## Your goal
The only acceptable reply is the number of lines in the material below that hold "events".

## Provided data
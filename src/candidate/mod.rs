//! Candidate retention for patch matching.

pub mod match_set;
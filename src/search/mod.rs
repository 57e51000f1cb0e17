//! Directional local search for cross-view tile matches.
//!
//! For one tile of a reference view, each neighbor chain (see
//! [`neighbor_groups`]) is walked nearest-first. Every neighbor is searched in
//! a small window of offsets around a running anchor, and the winning offset
//! becomes the anchor for the next neighbor in the chain. The search is a
//! greedy heuristic that assumes alignment varies smoothly across the grid;
//! it does not find globally optimal matches.

mod local;
mod neighbors;
mod window;

pub use local::{search_tile, TileSearch};
pub use neighbors::{neighbor_groups, NeighborAxis, NeighborGroup, NeighborGrouping};

use crate::util::{FrankenError, FrankenResult};

/// Parameters of the per-tile search.
#[derive(Clone, Copy, Debug, PartialEq, Eq)]
pub struct SearchParams {
    /// Edge length of the square tiles (clipped at view borders).
    pub tile_size: usize,
    /// Number of best neighbor matches kept per tile (K).
    pub neighbors: usize,
    /// Spacing, in samples, between candidate offsets.
    pub stride: usize,
    /// Half-width of the search window, in strides.
    pub roi: usize,
    /// Neighbor chains to walk.
    pub grouping: NeighborGrouping,
}

impl Default for SearchParams {
    fn default() -> Self {
        Self {
            tile_size: 32,
            neighbors: 4,
            stride: 1,
            roi: 4,
            grouping: NeighborGrouping::Directional,
        }
    }
}

impl SearchParams {
    /// Checks that tile size and stride are non-zero.
    pub fn validate(&self) -> FrankenResult<()> {
        if self.tile_size == 0 {
            return Err(FrankenError::InvalidConfig("tile_size must be at least 1"));
        }
        if self.stride == 0 {
            return Err(FrankenError::InvalidConfig("stride must be at least 1"));
        }
        Ok(())
    }
}
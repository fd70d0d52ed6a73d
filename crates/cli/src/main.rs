use clap::{Parser, Subcommand};
use opsbot::driver::{Command, Driver, Presenter};
use opsbot::session::{ConnectionState, Session};
use opsbot::timeline::{Sender, TimelineEntry};
use tokio::sync::mpsc;

#[derive(Parser)]
#[command(name = "opsbot")]
#[command(about = "IT Ops chat client", long_about = None)]
struct Cli {
    #[command(subcommand)]
    command: Option<Commands>,
}

#[derive(Subcommand)]
enum Commands {
    /// Show version
    Version,

    /// Create the configuration directory and a default config file.
    Init {
        /// Config file path (default: OPSBOT_CONFIG_PATH or ~/.opsbot/config.json)
        #[arg(long, short, value_name = "PATH")]
        config: Option<std::path::PathBuf>,
    },

    /// Chat with the assistant service (interactive). Type /exit or /quit to leave.
    Chat {
        /// Config file path (default: OPSBOT_CONFIG_PATH or ~/.opsbot/config.json)
        #[arg(long, short, value_name = "PATH")]
        config: Option<std::path::PathBuf>,

        /// Assistant WebSocket URL (default from OPSBOT_ASSISTANT_URL or config)
        #[arg(long, short, value_name = "URL")]
        url: Option<String>,
    },
}

#[tokio::main]
async fn main() {
    env_logger::Builder::from_env(env_logger::Env::default().default_filter_or("warn")).init();

    let cli = Cli::parse();

    match cli.command {
        Some(Commands::Version) => {
            println!("opsbot {}", env!("CARGO_PKG_VERSION"));
        }
        Some(Commands::Init { config }) => {
            if let Err(e) = run_init(config) {
                log::error!("init failed: {}", e);
                std::process::exit(1);
            }
        }
        Some(Commands::Chat { config, url }) => {
            if let Err(e) = run_chat(config, url).await {
                log::error!("chat failed: {:#}", e);
                std::process::exit(1);
            }
        }
        None => {
            println!("Run with --help for usage");
        }
    }
}

fn run_init(config_path: Option<std::path::PathBuf>) -> anyhow::Result<()> {
    let path = config_path.unwrap_or_else(opsbot::config::default_config_path);
    let dir = opsbot::init::init_config_dir(&path)?;
    println!("initialized configuration at {}", dir.display());
    Ok(())
}

/// Prints timeline entries as they are appended, sanitized, one prefix per entry.
struct TerminalPresenter;

const CONTINUATION: &str = "     ";

impl Presenter for TerminalPresenter {
    fn entry_appended(&mut self, entry: &TimelineEntry) {
        let prefix = match entry.sender {
            Sender::User => "you> ",
            Sender::Bot => "bot> ",
        };
        for (i, line) in entry.display_text().split('\n').enumerate() {
            println!("{}{}", if i == 0 { prefix } else { CONTINUATION }, line);
        }
    }

    fn state_changed(&mut self, state: ConnectionState) {
        match state {
            ConnectionState::Connecting => {}
            ConnectionState::Open => eprintln!("(connected; /exit to leave)"),
            ConnectionState::Closed => eprintln!("(connection closed)"),
        }
    }

    fn options_offered(&mut self, options: &[String]) {
        for (i, option) in options.iter().enumerate() {
            println!("{}{}) {}", CONTINUATION, i + 1, option);
        }
    }
}

async fn run_chat(
    config_path: Option<std::path::PathBuf>,
    url: Option<String>,
) -> anyhow::Result<()> {
    let (config, _) = opsbot::config::load_config(config_path)?;
    let url = url.unwrap_or_else(|| opsbot::config::resolve_assistant_url(&config));
    log::info!("connecting to {}", url);

    let (sink, events) = opsbot::transport::connect(url.clone());
    let session = Session::new(sink, &config.chat);
    let (cmd_tx, cmd_rx) = mpsc::channel(32);

    std::thread::spawn(move || {
        let stdin = std::io::stdin();
        let mut line = String::new();
        loop {
            line.clear();
            match stdin.read_line(&mut line) {
                Ok(0) | Err(_) => break,
                Ok(_) => {}
            }
            let input = line.trim_end_matches(&['\r', '\n'][..]);
            let command = if input.trim().eq_ignore_ascii_case("/exit")
                || input.trim().eq_ignore_ascii_case("/quit")
            {
                Command::Close
            } else {
                Command::Input(input.to_string())
            };
            let closing = command == Command::Close;
            if cmd_tx.blocking_send(command).is_err() || closing {
                break;
            }
        }
    });

    let (session, _) = Driver::new(session, TerminalPresenter).run(events, cmd_rx).await;
    if session.timeline().is_empty() {
        anyhow::bail!("could not connect to {}", url);
    }
    Ok(())
}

## Task solution
2